I just got a harbor models smoke unit. It requires 12v and uses up to 2amps. I thought I would try running it through a bridge rectifier off of track power since I use DCC. I hooked up a bridge rectifier to the rails and with a volt meter see 20.5 volts output from the bridge rectifier. So I assume I need something that can reduce the voltage to around 12v. I used an online calculator and it says use a 4.7 ohm resistor capable of at least 18.8 watts. This seems to be hard to find. I saw Radio Shack has an 8-Ohm Non-Inductive Resistor rated at 20w 
Could I use two of these to get 4-ohm 20w resistor? 

Is there a better way to power the 12v smoke unit?


----------



## Therios (Sep 28, 2008)

i think you would do better to get a dc to dc voltage regulator.


----------



## Greg Elmassian (Jan 3, 2008)

Actually what you are thinking is a great way, just mount the resistors since you WILL be dissipating 20 watts of heat continuously. 

I had the same situation in a sweeper car. The problem is that you would have a **** of a time getting a regulator and heat sink combination to shed that heat. 

Now, remember also, resistors are RARELY made to run at full wattage, they will get ridiculously hot... rule of thumb run at 1/2 rated wattage. 

So, 2 resistors in parallel will change from 8 ohms to 4 ohms and 20 watts to 40 watts, and you need around 20. 

Works... 

(For those of you in doubt about the logic, look up the wattage capability of a 3 amp regulator)... 

20.5 - 12 = 8.5 volts times 2 amps = 17 watts... but the voltage is probably a bit higher, put a small electrolytic cap on the rectifier output and measure again. 

Put the motor on 12 volts and measure the actual current draw, don't take the manufacturer's specs for granted, when you are dealing with this much current and heat. 

Regards, Greg


----------



## krs (Feb 29, 2008)

The problem using a resistor to drop the voltage (besides the power dissipation) is that the voltage drop through the resistor varies with current. 
So if the load current is pretty constant and predictable - a resistor may be an option. 

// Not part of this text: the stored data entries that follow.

//! Native session host
//!
//! Runs the frame loop on its own thread at a fixed frame rate. Input arrives
//! as commands over an `mpsc` channel; the latest snapshot is kept in shared
//! state for polling. The spawn timer is fed measured wall-clock time, so it
//! keeps its cadence even when frames run long.

use std::io;
use std::sync::mpsc;
use std::sync::{Arc, Mutex};
use std::thread::JoinHandle;
use std::time::{Duration, Instant};

use glam::Vec2;

use crate::config::GameConfig;
use crate::renderer::{Renderer, render_frame};
use crate::sim::{Autopilot, Snapshot};

use super::session::Session;

/// Commands accepted by a running session
#[derive(Debug, Clone)]
pub enum SessionCommand {
    KeyDown(String),
    KeyUp(String),
    /// Fire toward a field point (`None` = pointer not over the field)
    Click(Option<Vec2>),
    Shutdown,
}

/// Host loop options
pub struct LoopOptions {
    /// Target frame duration
    pub frame: Duration,
    /// Plays when set; keyboard intent still wins while keys are held
    pub autopilot: Option<Autopilot>,
    /// Drawing surface, if any
    pub renderer: Option<Box<dyn Renderer + Send>>,
}

impl Default for LoopOptions {
    fn default() -> Self {
        Self {
            frame: Duration::from_nanos(1_000_000_000 / 60),
            autopilot: None,
            renderer: None,
        }
    }
}

/// Handle to a running session thread.
///
/// Dropping the handle shuts the session down and waits for the thread.
pub struct SessionHandle {
    commands: mpsc::Sender<SessionCommand>,
    latest: Arc<Mutex<Option<Snapshot>>>,
    thread: Option<JoinHandle<()>>,
}

impl SessionHandle {
    /// Queue a command. Returns false if the session already stopped.
    pub fn send(&self, command: SessionCommand) -> bool {
        self.commands.send(command).is_ok()
    }

    /// Most recent frame, if one has run
    pub fn latest_snapshot(&self) -> Option<Snapshot> {
        self.latest.lock().ok().and_then(|lock| lock.clone())
    }

    /// Stop the loop, wait for it, and return the final frame
    pub fn shutdown(mut self) -> Option<Snapshot> {
        self.stop();
        self.latest_snapshot()
    }

    fn stop(&mut self) {
        let _ = self.commands.send(SessionCommand::Shutdown);
        if let Some(thread) = self.thread.take() {
            if thread.join().is_err() {
                log::error!("Session thread panicked");
            }
        }
    }
}

impl Drop for SessionHandle {
    fn drop(&mut self) {
        self.stop();
    }
}

/// Start a session on a new thread
pub fn spawn_session(config: GameConfig, seed: u64, options: LoopOptions) -> io::Result<SessionHandle> {
    let (cmd_tx, cmd_rx) = mpsc::channel::<SessionCommand>();
    let latest = Arc::new(Mutex::new(None));
    let shared = Arc::clone(&latest);

    let thread = std::thread::Builder::new()
        .name("realm-session".into())
        .spawn(move || {
            let session = Session::new(config, seed);
            run_loop(session, cmd_rx, &shared, options);
        })?;

    Ok(SessionHandle {
        commands: cmd_tx,
        latest,
        thread: Some(thread),
    })
}

/// Apply pending commands; returns false once the session should stop
fn drain_commands(session: &mut Session, cmd_rx: &mpsc::Receiver<SessionCommand>) -> bool {
    loop {
        match cmd_rx.try_recv() {
            Ok(SessionCommand::KeyDown(key)) => {
                session.input_mut().key_down(&key);
            }
            Ok(SessionCommand::KeyUp(key)) => {
                session.input_mut().key_up(&key);
            }
            Ok(SessionCommand::Click(target)) => session.input_mut().click(target),
            Ok(SessionCommand::Shutdown) => return false,
            Err(mpsc::TryRecvError::Empty) => return true,
            Err(mpsc::TryRecvError::Disconnected) => return false,
        }
    }
}

fn run_loop(
    mut session: Session,
    cmd_rx: mpsc::Receiver<SessionCommand>,
    latest: &Mutex<Option<Snapshot>>,
    mut options: LoopOptions,
) {
    let mut last_frame = Instant::now();
    let mut next_frame = last_frame;

    while drain_commands(&mut session, &cmd_rx) {
        let now = Instant::now();
        let dt_ms = now.duration_since(last_frame).as_secs_f64() * 1000.0;
        last_frame = now;

        session.spawn_due(dt_ms);

        let mut input = session.input_mut().take_input();
        if let Some(pilot) = &options.autopilot {
            let auto = pilot.input(session.state());
            if input.intent.is_empty() {
                input.intent = auto.intent;
            }
            input.fire.extend(auto.fire);
        }
        let snapshot = session.frame_with(&input, dt_ms);

        render_frame(options.renderer.as_deref_mut(), &snapshot);

        if let Ok(mut lock) = latest.lock() {
            *lock = Some(snapshot);
        }

        next_frame += options.frame;
        let now = Instant::now();
        if next_frame > now {
            std::thread::sleep(next_frame - now);
        } else if now - next_frame > options.frame * 2 {
            // Too far behind - reset rather than burst
            next_frame = now;
        }
    }

    let state = session.state();
    log::info!(
        "Session ended after {} ticks: health {}, {} enemies alive, {} destroyed",
        state.time_ticks,
        state.player.display_health(),
        state.score(),
        state.kills
    );
}

#[cfg(test)]
mod tests {
    use super::*;

    fn fast_options() -> LoopOptions {
        LoopOptions {
            frame: Duration::from_millis(1),
            ..Default::default()
        }
    }

    fn wait_for(handle: &SessionHandle, mut done: impl FnMut(&Snapshot) -> bool) -> Snapshot {
        let deadline = Instant::now() + Duration::from_secs(5);
        loop {
            if let Some(snap) = handle.latest_snapshot() {
                if done(&snap) {
                    return snap;
                }
            }
            assert!(Instant::now() < deadline, "session never reached expected state");
            std::thread::sleep(Duration::from_millis(2));
        }
    }

    #[test]
    fn test_session_runs_and_shuts_down() {
        let handle = spawn_session(GameConfig::default(), 1, fast_options()).unwrap();
        wait_for(&handle, |s| s.tick > 5);
        let last = handle.shutdown().unwrap();
        assert!(last.tick > 5);
    }

    #[test]
    fn test_commands_reach_simulation() {
        let handle = spawn_session(GameConfig::default(), 1, fast_options()).unwrap();
        assert!(handle.send(SessionCommand::KeyDown("a".into())));
        assert!(handle.send(SessionCommand::Click(Some(Vec2::new(400.0, 0.0)))));
        let snap = wait_for(&handle, |s| s.player.pos.x <= 20.0);
        assert_eq!(snap.player.pos.x, 20.0);
        handle.shutdown();
    }

    #[test]
    fn test_spawn_timer_uses_wall_clock() {
        let config = GameConfig {
            spawn_interval_ms: 20.0,
            ..Default::default()
        };
        let handle = spawn_session(config, 9, fast_options()).unwrap();
        let snap = wait_for(&handle, |s| s.hud.score >= 2);
        assert!(snap.enemies.len() >= 2);
        handle.shutdown();
    }

    #[test]
    fn test_drop_stops_thread() {
        let handle = spawn_session(GameConfig::default(), 1, fast_options()).unwrap();
        let latest = Arc::clone(&handle.latest);
        wait_for(&handle, |s| s.tick > 0);
        drop(handle);
        let frozen = latest.lock().unwrap().as_ref().map(|s| s.tick);
        std::thread::sleep(Duration::from_millis(20));
        let after = latest.lock().unwrap().as_ref().map(|s| s.tick);
        assert_eq!(frozen, after);
    }
}
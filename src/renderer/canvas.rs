//! Canvas 2D backend (browser only)

use std::f64::consts::TAU;

use wasm_bindgen::JsCast;
use web_sys::{CanvasRenderingContext2d, HtmlCanvasElement};

use super::shapes::{DrawCommand, frame_commands};
use super::Renderer;
use crate::sim::Snapshot;

pub struct CanvasRenderer {
    ctx: CanvasRenderingContext2d,
}

impl CanvasRenderer {
    /// Grab the 2D context. `None` if the canvas can't provide one.
    pub fn new(canvas: &HtmlCanvasElement) -> Option<Self> {
        let ctx = canvas
            .get_context("2d")
            .ok()
            .flatten()?
            .dyn_into::<CanvasRenderingContext2d>()
            .ok()?;
        Some(Self { ctx })
    }

    fn draw(&self, command: &DrawCommand) {
        match *command {
            DrawCommand::Clear { width, height } => {
                self.ctx.clear_rect(0.0, 0.0, width as f64, height as f64);
            }
            DrawCommand::Circle {
                center,
                radius,
                color,
            } => {
                self.ctx.set_fill_style_str(color);
                self.ctx.begin_path();
                if self
                    .ctx
                    .arc(center.x as f64, center.y as f64, radius as f64, 0.0, TAU)
                    .is_ok()
                {
                    self.ctx.fill();
                }
            }
            DrawCommand::Rect {
                origin,
                size,
                color,
            } => {
                self.ctx.set_fill_style_str(color);
                self.ctx
                    .fill_rect(origin.x as f64, origin.y as f64, size.x as f64, size.y as f64);
            }
        }
    }
}

impl Renderer for CanvasRenderer {
    fn render(&mut self, snapshot: &Snapshot) {
        for command in frame_commands(snapshot) {
            self.draw(&command);
        }
    }
}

Otherwise I would look for a 12 volt 2 to 3 amp three-terminal *switching* regulator with an efficiency in the 85 to 90% range. 
They are not that easy to find but they do exist and the price is reasonable as well. 

Knut


----------



## Greg Elmassian (Jan 3, 2008)

Yep, pretty constant and predictable with the smoke unit... meets that requirement. 

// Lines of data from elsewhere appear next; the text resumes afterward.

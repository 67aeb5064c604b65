//! Collision and bounds checks
//!
//! Every body is treated as a point with a threshold distance; the drawn
//! radii don't take part.

use glam::Vec2;

use crate::distance;

/// Axis-aligned rectangle
#[derive(Debug, Clone, Copy, PartialEq)]
pub struct Bounds {
    pub min: Vec2,
    pub max: Vec2,
}

impl Bounds {
    pub fn new(min: Vec2, max: Vec2) -> Self {
        Self { min, max }
    }

    /// The whole field, edges included
    pub fn field(width: f32, height: f32) -> Self {
        Self::new(Vec2::ZERO, Vec2::new(width, height))
    }

    /// The field shrunk by `inset` on every side
    pub fn inset(width: f32, height: f32, inset: f32) -> Self {
        Self::new(Vec2::splat(inset), Vec2::new(width - inset, height - inset))
    }

    /// Inclusive containment
    #[inline]
    pub fn contains(&self, p: Vec2) -> bool {
        p.x >= self.min.x && p.x <= self.max.x && p.y >= self.min.y && p.y <= self.max.y
    }

    #[inline]
    pub fn clamp(&self, p: Vec2) -> Vec2 {
        p.clamp(self.min, self.max)
    }
}

/// Strictly closer than `radius`
#[inline]
pub fn within(a: Vec2, b: Vec2, radius: f32) -> bool {
    distance(a, b) < radius
}

/// Projectile-to-enemy hit test
#[inline]
pub fn projectile_hits_enemy(projectile: Vec2, enemy: Vec2, hit_radius: f32) -> bool {
    within(projectile, enemy, hit_radius)
}

/// Enemy-to-player contact test
#[inline]
pub fn enemy_touches_player(enemy: Vec2, player: Vec2, contact_radius: f32) -> bool {
    within(enemy, player, contact_radius)
}

#[cfg(test)]
mod tests {
    use super::*;

    #[test]
    fn test_field_bounds_inclusive() {
        let field = Bounds::field(800.0, 600.0);
        assert!(field.contains(Vec2::new(0.0, 0.0)));
        assert!(field.contains(Vec2::new(800.0, 600.0)));
        assert!(!field.contains(Vec2::new(-0.1, 300.0)));
        assert!(!field.contains(Vec2::new(400.0, 600.1)));
    }

    #[test]
    fn test_inset_clamp() {
        let bounds = Bounds::inset(800.0, 600.0, 20.0);
        assert_eq!(bounds.clamp(Vec2::new(0.0, 0.0)), Vec2::new(20.0, 20.0));
        assert_eq!(bounds.clamp(Vec2::new(900.0, 590.0)), Vec2::new(780.0, 580.0));
        assert_eq!(bounds.clamp(Vec2::new(400.0, 300.0)), Vec2::new(400.0, 300.0));
    }

    #[test]
    fn test_hit_is_strict() {
        let enemy = Vec2::new(100.0, 100.0);
        assert!(projectile_hits_enemy(Vec2::new(119.9, 100.0), enemy, 20.0));
        assert!(!projectile_hits_enemy(Vec2::new(120.0, 100.0), enemy, 20.0));
    }

    #[test]
    fn test_contact_is_strict() {
        let player = Vec2::new(400.0, 300.0);
        assert!(enemy_touches_player(Vec2::new(400.0, 266.0), player, 35.0));
        assert!(!enemy_touches_player(Vec2::new(400.0, 265.0), player, 35.0));
    }
}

Yep, switching regulator would be nice, lower heat, but bigger, more costly.... ya gets what ya pay for! 

Here's one here (Scroll down to the 3 amp one)... *http://www.endurance-rc....trong>** not sure about efficiency though, looking at the size of that heat sink, something really efficient should have a pretty small heat sink... but it IS 3 amps after all.


I did the quick and dirty on my sweeper... in a loco, maybe it's a lot better idea than finding a way to deal with the heat. 

Depends on space inside.. 

Greg*


----------



## Dan Pierce (Jan 2, 2008)

LM350 with a heat sink will do the job. 3 amp adjustable regulator. If you need more amps, LM338 for 5 amps. 

USA TRAINS uses the LM317 a 1 amp adjustable regulator in their engines for smoke units and lights.


----------



## Greg Elmassian (Jan 3, 2008)

You better consider the T0-3 package not the T0-220, and need some ventilation and a LARGE heat sink. 

I think this is impractical due to the heat sink size... or maybe you could fan cool it... 

Get a higher efficiency regulator... 

again, I mentioned that you have to dissipate 20 watts, this is a lot more than you think in terms of heat output, and you are most likely putting it in a steam loco. 

Been there and done that... 

Greg


----------



## jimtyp (Jan 2, 2008)

Thanks for the help gents. I appreciate it. 

What about this unit, says it can handle 3amps and 36watts:  switching regulator


----------



## Greg Elmassian (Jan 3, 2008)

It says input voltage range is 17-35 volts... sounds fine... 

Cheap enough... 

Get one and let us know... note it ships from Hong Kong, and note it might not be super high quality. 

I'd say buy 2. 

Greg


----------